Task objective:
Every entry must be given again exactly as it is written.

Supplied records:
§

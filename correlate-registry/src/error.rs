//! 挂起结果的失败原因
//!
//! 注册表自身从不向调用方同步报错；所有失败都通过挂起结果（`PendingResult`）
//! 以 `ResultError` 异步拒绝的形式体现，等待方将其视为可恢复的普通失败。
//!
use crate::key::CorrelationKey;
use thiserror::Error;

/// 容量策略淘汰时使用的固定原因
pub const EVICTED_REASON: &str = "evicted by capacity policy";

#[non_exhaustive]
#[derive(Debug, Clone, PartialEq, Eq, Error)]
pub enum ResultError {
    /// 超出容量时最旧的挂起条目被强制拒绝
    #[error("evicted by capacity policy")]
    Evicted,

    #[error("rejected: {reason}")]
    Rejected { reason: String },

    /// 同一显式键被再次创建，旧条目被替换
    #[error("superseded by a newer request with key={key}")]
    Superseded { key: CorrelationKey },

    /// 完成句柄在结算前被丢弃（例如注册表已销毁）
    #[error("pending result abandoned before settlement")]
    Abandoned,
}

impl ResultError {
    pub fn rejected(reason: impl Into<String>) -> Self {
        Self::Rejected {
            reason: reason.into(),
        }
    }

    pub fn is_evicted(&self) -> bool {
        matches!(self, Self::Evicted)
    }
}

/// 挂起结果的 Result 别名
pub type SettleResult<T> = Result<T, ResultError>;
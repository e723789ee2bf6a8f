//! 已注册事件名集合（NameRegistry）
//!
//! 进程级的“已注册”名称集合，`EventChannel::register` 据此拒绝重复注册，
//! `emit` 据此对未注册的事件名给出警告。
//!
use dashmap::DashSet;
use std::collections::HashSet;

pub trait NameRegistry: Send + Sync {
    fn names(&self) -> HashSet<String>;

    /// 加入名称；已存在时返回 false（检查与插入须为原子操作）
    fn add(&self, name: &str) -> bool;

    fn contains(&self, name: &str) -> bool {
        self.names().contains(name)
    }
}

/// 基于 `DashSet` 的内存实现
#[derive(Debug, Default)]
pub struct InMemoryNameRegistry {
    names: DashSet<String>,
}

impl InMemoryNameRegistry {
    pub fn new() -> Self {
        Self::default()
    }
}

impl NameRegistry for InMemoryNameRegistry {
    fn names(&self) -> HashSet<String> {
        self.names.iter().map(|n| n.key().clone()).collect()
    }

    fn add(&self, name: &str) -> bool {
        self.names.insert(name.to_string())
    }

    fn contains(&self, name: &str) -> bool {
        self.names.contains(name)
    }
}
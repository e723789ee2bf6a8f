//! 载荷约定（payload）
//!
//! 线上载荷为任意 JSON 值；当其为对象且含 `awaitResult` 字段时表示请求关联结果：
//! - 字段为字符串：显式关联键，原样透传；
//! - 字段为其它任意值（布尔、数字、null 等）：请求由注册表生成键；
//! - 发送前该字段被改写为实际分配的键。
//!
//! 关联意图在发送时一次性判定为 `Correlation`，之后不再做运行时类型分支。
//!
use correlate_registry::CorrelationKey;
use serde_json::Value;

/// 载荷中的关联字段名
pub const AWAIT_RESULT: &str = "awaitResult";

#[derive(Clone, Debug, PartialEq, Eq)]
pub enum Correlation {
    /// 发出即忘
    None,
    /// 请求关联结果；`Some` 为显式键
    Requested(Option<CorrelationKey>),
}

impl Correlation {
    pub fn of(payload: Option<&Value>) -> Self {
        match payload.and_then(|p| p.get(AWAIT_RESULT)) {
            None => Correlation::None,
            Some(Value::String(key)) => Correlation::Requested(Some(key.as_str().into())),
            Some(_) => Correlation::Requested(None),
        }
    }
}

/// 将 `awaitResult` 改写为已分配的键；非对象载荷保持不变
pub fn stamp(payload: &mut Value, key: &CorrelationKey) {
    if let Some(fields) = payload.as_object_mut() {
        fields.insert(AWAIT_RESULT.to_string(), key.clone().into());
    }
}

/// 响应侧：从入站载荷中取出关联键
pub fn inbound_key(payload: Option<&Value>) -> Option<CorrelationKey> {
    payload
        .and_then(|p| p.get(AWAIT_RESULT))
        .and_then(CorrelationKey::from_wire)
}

§

Solved problem:
filename correlate-registry/src/error.rs
//! 挂起结果的失败原因
//!
//! 注册表自身从不向调用方同步报错；所有失败都通过挂起结果（`PendingResult`）
//! 以 `ResultError` 异步拒绝的形式体现，等待方将其视为可恢复的普通失败。
//!
use crate::key::CorrelationKey;
use thiserror::Error;

/// 容量策略淘汰时使用的固定原因
pub const EVICTED_REASON: &str = "evicted by capacity policy";

#[non_exhaustive]
#[derive(Debug, Clone, PartialEq, Eq, Error)]
pub enum ResultError {
    /// 超出容量时最旧的挂起条目被强制拒绝
    #[error("evicted by capacity policy")]
    Evicted,

    #[error("rejected: {reason}")]
    Rejected { reason: String },

    /// 同一显式键被再次创建，旧条目被替换
    #[error("superseded by a newer request with key={key}")]
    Superseded { key: CorrelationKey },

    /// 完成句柄在结算前被丢弃（例如注册表已销毁）
    #[error("pending result abandoned before settlement")]
    Abandoned,
}

impl ResultError {
    pub fn rejected(reason: impl Into<String>) -> Self {
        Self::Rejected {
            reason: reason.into(),
        }
    }

    pub fn is_evicted(&self) -> bool {
        matches!(self, Self::Evicted)
    }
}

/// 挂起结果的 Result 别名
pub type SettleResult<T> = Result<T, ResultError>;
repository e723789ee2bf6a8f
//! 已注册事件名集合（NameRegistry）
//!
//! 进程级的“已注册”名称集合，`EventChannel::register` 据此拒绝重复注册，
//! `emit` 据此对未注册的事件名给出警告。
//!
use dashmap::DashSet;
use std::collections::HashSet;

pub trait NameRegistry: Send + Sync {
    fn names(&self) -> HashSet<String>;

    /// 加入名称；已存在时返回 false（检查与插入须为原子操作）
    fn add(&self, name: &str) -> bool;

    fn contains(&self, name: &str) -> bool {
        self.names().contains(name)
    }
}

/// 基于 `DashSet` 的内存实现
#[derive(Debug, Default)]
pub struct InMemoryNameRegistry {
    names: DashSet<String>,
}

impl InMemoryNameRegistry {
    pub fn new() -> Self {
        Self::default()
    }
}

impl NameRegistry for InMemoryNameRegistry {
    fn names(&self) -> HashSet<String> {
        self.names.iter().map(|n| n.key().clone()).collect()
    }

    fn add(&self, name: &str) -> bool {
        self.names.insert(name.to_string())
    }

    fn contains(&self, name: &str) -> bool {
        self.names.contains(name)
    }
}
repository e723789ee2bf6a8f
//! 载荷约定（payload）
//!
//! 线上载荷为任意 JSON 值；当其为对象且含 `awaitResult` 字段时表示请求关联结果：
//! - 字段为字符串：显式关联键，原样透传；
//! - 字段为其它任意值（布尔、数字、null 等）：请求由注册表生成键；
//! - 发送前该字段被改写为实际分配的键。
//!
//! 关联意图在发送时一次性判定为 `Correlation`，之后不再做运行时类型分支。
//!
use correlate_registry::CorrelationKey;
use serde_json::Value;

/// 载荷中的关联字段名
pub const AWAIT_RESULT: &str = "awaitResult";

#[derive(Clone, Debug, PartialEq, Eq)]
pub enum Correlation {
    /// 发出即忘
    None,
    /// 请求关联结果；`Some` 为显式键
    Requested(Option<CorrelationKey>),
}

impl Correlation {
    pub fn of(payload: Option<&Value>) -> Self {
        match payload.and_then(|p| p.get(AWAIT_RESULT)) {
            None => Correlation::None,
            Some(Value::String(key)) => Correlation::Requested(Some(key.as_str().into())),
            Some(_) => Correlation::Requested(None),
        }
    }
}

/// 将 `awaitResult` 改写为已分配的键；非对象载荷保持不变
pub fn stamp(payload: &mut Value, key: &CorrelationKey) {
    if let Some(fields) = payload.as_object_mut() {
        fields.insert(AWAIT_RESULT.to_string(), key.clone().into());
    }
}

/// 响应侧：从入站载荷中取出关联键
pub fn inbound_key(payload: Option<&Value>) -> Option<CorrelationKey> {
    payload
        .and_then(|p| p.get(AWAIT_RESULT))
        .and_then(CorrelationKey::from_wire)
}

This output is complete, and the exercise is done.